The Angel’s Game read-along: Act One, Chapter 3 and 4

Of course Martín goes to the brothel. What seventeen year old boy would pass up such an invitation? The brothel is upstairs from a music hall and when Martín knocks on the door, it is opened by a woman who is clearly expecting him.

‘You must be Señor David Martín.’

Martín is very impressed to be called señor and he is led into the brothel. The woman who led him in goes off to get him a glass of champagne. Martín is the only customer in the brothel, and there are no women around except for the one who opened the door. This alone would have made me suspicious, as surely one would want to choose from a selection of girls when one gets there. (Not that I have any experience of going to a brothel, so what do I know?)

Then the woman delivers this beauty of a line:

‘If you’d care to sit down, sir. Chloé will be with you presently.’

If we remember from Chapter 2, Chloé is the femme fatale character Martín had created for his Mysteries of Barcelona series. Martín makes that connection as well and is of course a bit confused, but happily drinks his champagne.

He is finally let into a small room and is locked in. This does not seem to bother our horny protagonist at all. When his eyes adjust to the dark, he notices that the bedroom he is in is identical to the fictional bedroom he created for his character Chloé. And then he notices there is a woman in the room. Of course it is the fictional character Chloé. Martín describes her as follows:

She had the palest skin I had ever seen and her short hair was cut at right angles, framing her face. Her lips were the colour of fresh blood and her green eyes were surrounded by a halo of dark shadow.

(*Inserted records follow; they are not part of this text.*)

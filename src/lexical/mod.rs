//! Lexical analysis over raw document text
//!
//! Everything in this module works line by line with regular expressions and
//! never needs the document to be syntactically valid. It is the fallback
//! layer that keeps completion, hover and navigation useful while the user is
//! in the middle of typing broken code.
//!
//! ```text
//!   text ──► scanner::scan ──► Vec<SymbolCandidate>   (document symbols, define, hover)
//!   text ──► patterns       ──► words, occurrences     (references, cursor words)
//!   rhs  ──► inference      ──► "string" | "number" …  (hover on untyped variables)
//! ```

use std::fmt;

use tower_lsp::lsp_types::Range;

pub mod inference;
pub mod patterns;
pub mod scanner;

pub use inference::infer_initializer_type;
pub use patterns::{WordAt, find_word_occurrences, literal_word_pattern, word_at};
pub use scanner::{MethodLine, class_body_methods, find_declaration, scan};

/// Declaration kinds recognized by the scanner and reported by the binder.
#[derive(Debug, Clone, Copy, PartialEq, Eq, Hash)]
pub enum SymbolKind {
    Function,
    GenericFunction,
    Class,
    Interface,
    TypeAlias,
    Enum,
    Namespace,
    Module,
    Variable,
    Constant,
}

impl SymbolKind {
    pub const ALL: &'static [SymbolKind] = &[
        SymbolKind::Function,
        SymbolKind::GenericFunction,
        SymbolKind::Class,
        SymbolKind::Interface,
        SymbolKind::TypeAlias,
        SymbolKind::Enum,
        SymbolKind::Namespace,
        SymbolKind::Module,
        SymbolKind::Variable,
        SymbolKind::Constant,
    ];

    pub fn is_function(self) -> bool {
        matches!(self, SymbolKind::Function | SymbolKind::GenericFunction)
    }

    pub fn is_variable(self) -> bool {
        matches!(self, SymbolKind::Variable | SymbolKind::Constant)
    }
}

impl fmt::Display for SymbolKind {
    fn fmt(&self, f: &mut fmt::Formatter<'_>) -> fmt::Result {
        let label = match self {
            SymbolKind::Function => "function",
            SymbolKind::GenericFunction => "generic function",
            SymbolKind::Class => "class",
            SymbolKind::Interface => "interface",
            SymbolKind::TypeAlias => "type alias",
            SymbolKind::Enum => "enum",
            SymbolKind::Namespace => "namespace",
            SymbolKind::Module => "module",
            SymbolKind::Variable => "variable",
            SymbolKind::Constant => "constant",
        };
        f.write_str(label)
    }
}

/// A declaration found by the lexical scanner.
#[derive(Debug, Clone, PartialEq, Eq)]
pub struct SymbolCandidate {
    pub name: String,
    pub kind: SymbolKind,
    /// The whole declaring line.
    pub range: Range,
    /// Just the declared name.
    pub selection_range: Range,
    /// Column of the introducing keyword (`function`, `class`, `let`, ...).
    pub keyword_column: u32,
    /// Annotation, return type or aliased type as written.
    pub declared_type: Option<String>,
    /// Right-hand side of a variable declaration.
    pub initializer: Option<String>,
    /// Declaration header from the keyword through the type, e.g.
    /// `function add(a: number, b: number): number`.
    pub signature: String,
}

impl SymbolCandidate {
    pub fn line(&self) -> u32 {
        self.range.start.line
    }
}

Sounds familiar? Cristina had very pale skin too, sounds like Martín modelled his femme fatale after his childhood crush.

Martín continues to describe her:

Her slender, endless neck was circled by a scarlet velvet ribbon from which hung and upside down crucifix.

Does anyone else think Chloé resembles a giraffe from this description or is it just me?

Chloé and Martín proceed to have sex, no surprise there, and when Martín wakes up he finds Chloé gone and a business card from his mysterious admirer, Andreas Corelli, in his hand. When he leaves the brothel, there is no one around, and everything is completely silent.

Chapter 3 ends with

…I wondered whether the lips of Cristina Sagnier, the daughter of Vidal’s chauffeur, might taste the same.

Yep, Chloé was definitely inspired by Cristina.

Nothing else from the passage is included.